TASK DIRECTIONS: Draw out every line with the word "take" from the listing below.

DATA SHOWN:
++++++++
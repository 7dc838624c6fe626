use std::time::Instant;

use xshell::{cmd, Shell};

fn main() -> xshell::Result<()> {
    let sh = Shell::new()?;

    cmd!(sh, "rustup toolchain install stable --no-self-update").run()?;
    let _e = sh.push_env("RUSTUP_TOOLCHAIN", "stable");
    cmd!(sh, "rustc --version").run()?;

    {
        let _s = section("BUILD");
        cmd!(sh, "cargo test --workspace --no-run").run()?;
    }

    {
        let _s = section("TEST");
        cmd!(sh, "cargo test --workspace -- --nocapture").run()?;
    }

    {
        let _s = section("DEMO");
        cmd!(sh, "cargo run --example hello -- greet -n 2 world").run()?;

        let output = cmd!(sh, "cargo run -q --example hello").ignore_status().output()?;
        let stderr = String::from_utf8_lossy(&output.stderr);
        assert_eq!(output.status.code(), Some(2), "{stderr}");
        assert!(stderr.starts_with("usage: hello"), "{stderr}");
        assert!(stderr.ends_with("bye\n"), "{stderr}");

        let output = cmd!(sh, "cargo run -q --example hello -- greet").ignore_status().output()?;
        let stderr = String::from_utf8_lossy(&output.stderr);
        assert_eq!(output.status.code(), Some(1), "{stderr}");
        assert_eq!(stderr, "hello greet: expected exactly one name\nbye\n");

        let output = cmd!(sh, "cargo run -q --example hello -- -q echo -x").output()?;
        assert_eq!(output.stdout, b"-x\n");
        assert!(output.stderr.is_empty());
    }

    {
        let _s = section("PUBLISH");

        let version = cmd!(sh, "cargo pkgid -p subcmd").read()?;
        let version = match version.rsplit_once(['#', '@']) {
            Some((_, it)) => it.to_string(),
            None => panic!("unexpected pkgid: {version}"),
        };
        let tag = format!("v{version}");

        let current_branch = cmd!(sh, "git branch --show-current").read()?;
        let tag_exists =
            cmd!(sh, "git tag --list").read()?.split_ascii_whitespace().any(|it| it == tag);

        if current_branch == "master" && !tag_exists {
            cmd!(sh, "git tag v{version}").run()?;
            cmd!(sh, "cargo publish -p subcmd").run()?;
            cmd!(sh, "git push --tags").run()?;
        }
    }

    Ok(())
}

fn section(name: &'static str) -> impl Drop {
    println!("::group::{name}");
    let start = Instant::now();
    defer(move || {
        let elapsed = start.elapsed();
        eprintln!("{name}: {elapsed:.2?}");
        println!("::endgroup::");
    })
}

fn defer<F: FnOnce()>(f: F) -> impl Drop {
    struct D<F: FnOnce()>(Option<F>);
    impl<F: FnOnce()> Drop for D<F> {
        fn drop(&mut self) {
            if let Some(f) = self.0.take() {
                f()
            }
        }
    }
    D(Some(f))
}
use std::{
    io::{self, Write},
    sync::atomic::{AtomicBool, Ordering},
};

use subcmd::{exit, Command};

static QUIET: AtomicBool = AtomicBool::new(false);

fn main() {
    env_logger::init();

    let mut greet = Command::new("greet")
        .with_usage_line("[-emoji] [-n count] <name>")
        .with_short("say hello");
    let emoji = greet.flags.bool("emoji", false, "end with a heart");
    let count = greet.flags.uint("n", 1, "how many times");
    greet.set_run(move |invocation, args| {
        let name = match args {
            [name] => name.to_string_lossy(),
            _ => exit::fatal(format_args!("{invocation}: expected exactly one name")),
        };
        let bang = if emoji.get() { "❣️" } else { "!" };
        for _ in 0..count.get() {
            println!("Hello {name}{bang}");
        }
        exit::SUCCESS
    });

    let echo = Command::new("echo")
        .with_usage_line("[arguments]")
        .with_short("print arguments verbatim, flags included")
        .with_custom_flags()
        .with_run(|_, args| {
            let mut out = io::stdout().lock();
            for (i, arg) in args.iter().enumerate() {
                if i > 0 {
                    let _ = out.write_all(b" ");
                }
                let _ = out.write_all(arg.as_encoded_bytes());
            }
            let _ = out.write_all(b"\n");
            exit::SUCCESS
        });

    let mut root = Command::new("hello")
        .with_usage_line("[-q] <command> [arguments]")
        .with_long("hello greets people.")
        .with_subcommand(greet)
        .with_subcommand(echo);
    let quiet = root.flags.bool("q", false, "skip the farewell");

    exit::at_exit(|| {
        if !QUIET.load(Ordering::Relaxed) {
            eprintln!("bye");
        }
    });

    subcmd::run(&mut root);
    QUIET.store(quiet.get(), Ordering::Relaxed);
    exit::exit_if_errors();
    log::debug!("all done");
    exit::exit()
}
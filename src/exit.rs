//! Process exit status and deferred shutdown hooks.
//!
//! The status only ever goes up: recording `FAILURE` after `USAGE_ERROR`
//! leaves `USAGE_ERROR` in place. [`exit`] runs the hooks registered with
//! [`at_exit`] in registration order and then terminates the process.
use std::{fmt, mem, process};

use log::debug;
use parking_lot::{const_mutex, Mutex};

pub const SUCCESS: i32 = 0;
pub const FAILURE: i32 = 1;
pub const USAGE_ERROR: i32 = 2;

type Hook = Box<dyn FnOnce() + Send>;

struct State {
    status: i32,
    hooks: Vec<Hook>,
}

static STATE: Mutex<State> = const_mutex(State { status: SUCCESS, hooks: Vec::new() });

pub fn at_exit<F>(f: F)
where
    F: FnOnce() + Send + 'static,
{
    STATE.lock().hooks.push(Box::new(f));
}

/// Runs and forgets every registered hook, oldest first.
///
/// Hooks run outside the lock, so they are free to call [`set_status`] or to
/// register further hooks, which run in the same pass.
pub fn run_hooks() {
    loop {
        let hooks = mem::take(&mut STATE.lock().hooks);
        if hooks.is_empty() {
            break;
        }
        for hook in hooks {
            hook();
        }
    }
}

pub fn exit() -> ! {
    run_hooks();
    let status = status();
    debug!("exiting with status {status}");
    process::exit(status)
}

/// Prints `msg` to stderr and raises the status to [`FAILURE`].
pub fn error(msg: impl fmt::Display) {
    eprintln!("{msg}");
    set_status(FAILURE);
}

pub fn fatal(msg: impl fmt::Display) -> ! {
    error(msg);
    exit()
}

pub fn exit_if_errors() {
    if status() != SUCCESS {
        exit()
    }
}

pub fn set_status(status: i32) {
    let mut state = STATE.lock();
    if state.status < status {
        state.status = status;
    }
}

pub fn status() -> i32 {
    STATE.lock().status
}

/// Back to [`SUCCESS`] with no hooks, for tests which share the process.
pub fn reset() {
    let mut state = STATE.lock();
    state.status = SUCCESS;
    state.hooks.clear();
}
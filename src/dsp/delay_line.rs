//! # Multi-Channel Delay Line (Ring Buffer)
//!
//! One fixed-size circular buffer per channel, all sharing a single write
//! cursor. The cursor marks where the *first* sample of the current host
//! buffer gets written; a sample at offset `n` inside that buffer lives at
//! `write_cursor + n`. Only after the whole buffer has been processed does the
//! cursor move forward, by the buffer length:
//!
//! ```text
//!            write_cursor          write_cursor + n
//!                 │                       │
//!   ... ──────────▼───────────────────────▼──────────── ...
//!                 [ current host buffer   ]
//!                                 ▲
//!                                 └── read: write_cursor + n - delay
//! ```
//!
//! ## Index arithmetic
//!
//! Everything is `usize`, so a read position is formed by adding the
//! capacity before subtracting the delay:
//!
//! ```text
//! read_index = ((write_cursor + n) % capacity + capacity - delay) % capacity
//! ```
//!
//! With `1 <= delay <= capacity` the subtraction can never underflow, and the
//! final modulo keeps the result in `[0, capacity)`.
//!
//! The buffers are allocated once in [`DelayLine::new`]; reading, writing and
//! advancing never allocate.

use std::num::NonZeroUsize;

/// Ring buffers for up to [`MAX_CHANNELS`](super::chain::MAX_CHANNELS)
/// channels, `capacity` samples each.
pub struct DelayLine {
    /// One buffer per channel, every one exactly `capacity` long.
    channels: Vec<Vec<f32>>,

    /// Where offset 0 of the current host buffer is written.
    /// Always in `[0, capacity)`.
    write_cursor: usize,

    capacity: usize,
}

impl DelayLine {
    /// Allocate `num_channels` silent buffers of `capacity` samples.
    ///
    /// `NonZeroUsize` rules out the zero-length line, which would turn
    /// every modulo below into a division by zero.
    pub fn new(num_channels: usize, capacity: NonZeroUsize) -> Self {
        let capacity = capacity.get();
        Self {
            channels: (0..num_channels).map(|_| vec![0.0; capacity]).collect(),
            write_cursor: 0,
            capacity,
        }
    }

    pub fn capacity(&self) -> usize {
        self.capacity
    }

    pub fn num_channels(&self) -> usize {
        self.channels.len()
    }

    pub fn write_cursor(&self) -> usize {
        self.write_cursor
    }

    /// Borrow one channel's buffer together with the shared cursor.
    ///
    /// Returns `None` for channels the line was not sized for, so callers can
    /// never address memory outside the allocation.
    pub fn channel_mut(&mut self, channel: usize) -> Option<DelayTap<'_>> {
        let write_cursor = self.write_cursor;
        self.channels
            .get_mut(channel)
            .map(|samples| DelayTap {
                samples,
                write_cursor,
            })
    }

    /// Move the cursor forward by a whole host buffer.
    pub fn advance(&mut self, num_frames: usize) {
        self.write_cursor = (self.write_cursor + num_frames % self.capacity) % self.capacity;
    }

    /// Silence every channel and rewind the cursor. Does not reallocate.
    pub fn clear(&mut self) {
        for channel in &mut self.channels {
            channel.fill(0.0);
        }
        self.write_cursor = 0;
    }
}

/// A single channel of a [`DelayLine`], addressed relative to the current
/// host buffer.
pub struct DelayTap<'a> {
    samples: &'a mut [f32],
    write_cursor: usize,
}

impl DelayTap<'_> {
    /// Read the sample written `delay` samples before `offset`.
    #[inline]
    pub fn read(&self, offset: usize, delay: usize) -> f32 {
        self.samples[read_index(self.write_cursor, offset, delay, self.samples.len())]
    }

    /// Store `value` at `offset` within the current host buffer.
    #[inline]
    pub fn write(&mut self, offset: usize, value: f32) {
        let index = write_index(self.write_cursor, offset, self.samples.len());
        self.samples[index] = value;
    }
}

/// `(write_cursor + offset - delay)` wrapped into `[0, capacity)`.
///
/// `delay` is clamped to `capacity` first so that adding `capacity` always
/// makes the subtraction non-negative. `capacity` must be non-zero.
#[inline]
pub fn read_index(write_cursor: usize, offset: usize, delay: usize, capacity: usize) -> usize {
    // A delay of more than one full lap would make the subtraction below
    // underflow. Nothing older than `capacity` samples is stored anyway.
    let delay = delay.min(capacity);

    // Where this sample is being written, already wrapped into the ring.
    let position = write_index(write_cursor, offset, capacity);

    // Step back `delay` slots. Adding `capacity` first keeps the value
    // non-negative (`usize` can't go below zero): with position = 3,
    // delay = 10, capacity = 100 → (3 + 100 - 10) % 100 = 93.
    (position + capacity - delay) % capacity
}

/// `(write_cursor + offset)` wrapped into `[0, capacity)`.
#[inline]
pub fn write_index(write_cursor: usize, offset: usize, capacity: usize) -> usize {
    // Reduce both terms before adding. A host buffer can be longer than the
    // line (e.g. 8192 samples against 4410), and reducing first also keeps
    // the sum far from overflow.
    (write_cursor % capacity + offset % capacity) % capacity
}

// ─────────────────────────────────────────────────────────────────────
// Tests
// ─────────────────────────────────────────────────────────────────────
++++++++
RESPONSE BELOW:
            if let Some(f) = self.0.take() {
        let hooks = mem::take(&mut STATE.lock().hooks);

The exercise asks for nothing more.